Pull every line from the records that has the word "depth" in it.

== Segment start ==

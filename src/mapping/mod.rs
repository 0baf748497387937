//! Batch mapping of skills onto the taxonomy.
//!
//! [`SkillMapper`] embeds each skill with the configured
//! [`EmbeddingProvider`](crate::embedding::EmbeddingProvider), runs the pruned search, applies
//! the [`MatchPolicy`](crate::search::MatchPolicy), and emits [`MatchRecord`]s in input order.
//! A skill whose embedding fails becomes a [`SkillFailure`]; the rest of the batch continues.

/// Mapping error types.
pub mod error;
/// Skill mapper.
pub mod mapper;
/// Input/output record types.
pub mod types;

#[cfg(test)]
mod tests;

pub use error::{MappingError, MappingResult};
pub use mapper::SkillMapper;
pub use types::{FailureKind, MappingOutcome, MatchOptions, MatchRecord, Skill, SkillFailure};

== Segment end ==
== Segment start ==

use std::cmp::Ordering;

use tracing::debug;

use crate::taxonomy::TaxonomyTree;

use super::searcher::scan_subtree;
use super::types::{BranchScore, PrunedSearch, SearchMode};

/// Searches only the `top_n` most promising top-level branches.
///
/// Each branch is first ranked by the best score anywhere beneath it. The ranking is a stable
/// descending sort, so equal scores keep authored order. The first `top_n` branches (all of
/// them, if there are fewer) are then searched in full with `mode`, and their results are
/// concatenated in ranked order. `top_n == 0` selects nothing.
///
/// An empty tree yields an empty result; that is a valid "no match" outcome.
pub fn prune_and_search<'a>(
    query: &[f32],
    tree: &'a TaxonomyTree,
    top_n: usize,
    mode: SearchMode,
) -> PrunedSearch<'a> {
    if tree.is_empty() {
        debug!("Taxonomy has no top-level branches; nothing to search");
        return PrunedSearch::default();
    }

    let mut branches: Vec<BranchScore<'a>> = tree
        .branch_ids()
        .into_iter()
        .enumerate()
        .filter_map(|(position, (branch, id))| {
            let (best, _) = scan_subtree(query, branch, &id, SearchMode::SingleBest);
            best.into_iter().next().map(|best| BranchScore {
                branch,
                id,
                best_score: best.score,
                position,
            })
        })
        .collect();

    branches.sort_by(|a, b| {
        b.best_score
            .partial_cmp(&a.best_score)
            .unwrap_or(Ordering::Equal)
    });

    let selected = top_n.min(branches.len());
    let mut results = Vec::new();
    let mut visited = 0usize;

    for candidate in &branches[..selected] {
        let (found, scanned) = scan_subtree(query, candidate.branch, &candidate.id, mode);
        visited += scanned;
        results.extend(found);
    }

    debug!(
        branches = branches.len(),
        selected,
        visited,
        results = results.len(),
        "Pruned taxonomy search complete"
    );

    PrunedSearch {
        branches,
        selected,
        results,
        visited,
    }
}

== Segment end ==
== Segment start ==

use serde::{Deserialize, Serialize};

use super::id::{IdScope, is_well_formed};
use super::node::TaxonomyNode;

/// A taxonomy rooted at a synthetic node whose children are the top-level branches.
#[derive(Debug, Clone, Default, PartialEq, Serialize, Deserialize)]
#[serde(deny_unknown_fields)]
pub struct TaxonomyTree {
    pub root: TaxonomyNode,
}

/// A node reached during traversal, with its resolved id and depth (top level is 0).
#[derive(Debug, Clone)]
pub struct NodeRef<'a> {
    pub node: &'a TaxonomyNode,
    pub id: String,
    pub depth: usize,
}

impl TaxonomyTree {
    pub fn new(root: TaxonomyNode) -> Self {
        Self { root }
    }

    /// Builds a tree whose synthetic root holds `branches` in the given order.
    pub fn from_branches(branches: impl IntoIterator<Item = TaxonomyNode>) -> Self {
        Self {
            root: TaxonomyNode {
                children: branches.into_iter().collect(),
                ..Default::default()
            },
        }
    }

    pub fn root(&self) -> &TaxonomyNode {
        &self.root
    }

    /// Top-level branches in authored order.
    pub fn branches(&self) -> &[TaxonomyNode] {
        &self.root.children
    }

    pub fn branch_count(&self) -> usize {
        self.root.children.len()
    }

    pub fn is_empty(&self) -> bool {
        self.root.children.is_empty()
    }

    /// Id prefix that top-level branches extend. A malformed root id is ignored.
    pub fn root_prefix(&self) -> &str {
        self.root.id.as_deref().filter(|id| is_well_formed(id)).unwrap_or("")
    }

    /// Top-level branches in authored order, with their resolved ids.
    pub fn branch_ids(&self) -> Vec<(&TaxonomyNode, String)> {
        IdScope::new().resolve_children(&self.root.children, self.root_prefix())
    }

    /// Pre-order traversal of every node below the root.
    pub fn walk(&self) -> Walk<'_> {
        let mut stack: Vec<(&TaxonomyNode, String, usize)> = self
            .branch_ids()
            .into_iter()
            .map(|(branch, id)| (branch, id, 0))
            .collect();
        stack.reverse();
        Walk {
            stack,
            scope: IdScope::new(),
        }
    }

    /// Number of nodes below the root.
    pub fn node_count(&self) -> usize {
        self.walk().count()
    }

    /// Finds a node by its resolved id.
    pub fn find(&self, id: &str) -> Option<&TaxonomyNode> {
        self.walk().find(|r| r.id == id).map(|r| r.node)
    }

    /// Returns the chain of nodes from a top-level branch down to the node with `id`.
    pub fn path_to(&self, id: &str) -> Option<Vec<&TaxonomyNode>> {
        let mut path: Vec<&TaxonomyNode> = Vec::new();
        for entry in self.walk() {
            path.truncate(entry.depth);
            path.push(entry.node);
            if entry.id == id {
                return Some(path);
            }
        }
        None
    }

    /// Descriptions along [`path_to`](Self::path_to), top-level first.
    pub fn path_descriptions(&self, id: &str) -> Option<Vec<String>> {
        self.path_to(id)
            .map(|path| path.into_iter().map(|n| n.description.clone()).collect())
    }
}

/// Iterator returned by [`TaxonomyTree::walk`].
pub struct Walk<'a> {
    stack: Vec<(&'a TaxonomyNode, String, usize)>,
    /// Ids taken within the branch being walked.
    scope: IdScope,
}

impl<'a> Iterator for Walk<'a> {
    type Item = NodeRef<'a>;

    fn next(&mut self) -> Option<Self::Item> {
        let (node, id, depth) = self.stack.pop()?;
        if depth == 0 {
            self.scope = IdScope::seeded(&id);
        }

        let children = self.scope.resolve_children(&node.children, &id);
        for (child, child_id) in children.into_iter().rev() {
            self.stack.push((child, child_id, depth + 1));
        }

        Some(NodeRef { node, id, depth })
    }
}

== Segment end ==

[TASK RESULT]
/// A node reached during traversal, with its resolved id and depth (top level is 0).
    pub depth: usize,
            path.truncate(entry.depth);
        let (node, id, depth) = self.stack.pop()?;
        if depth == 0 {
            self.stack.push((child, child_id, depth + 1));
        Some(NodeRef { node, id, depth })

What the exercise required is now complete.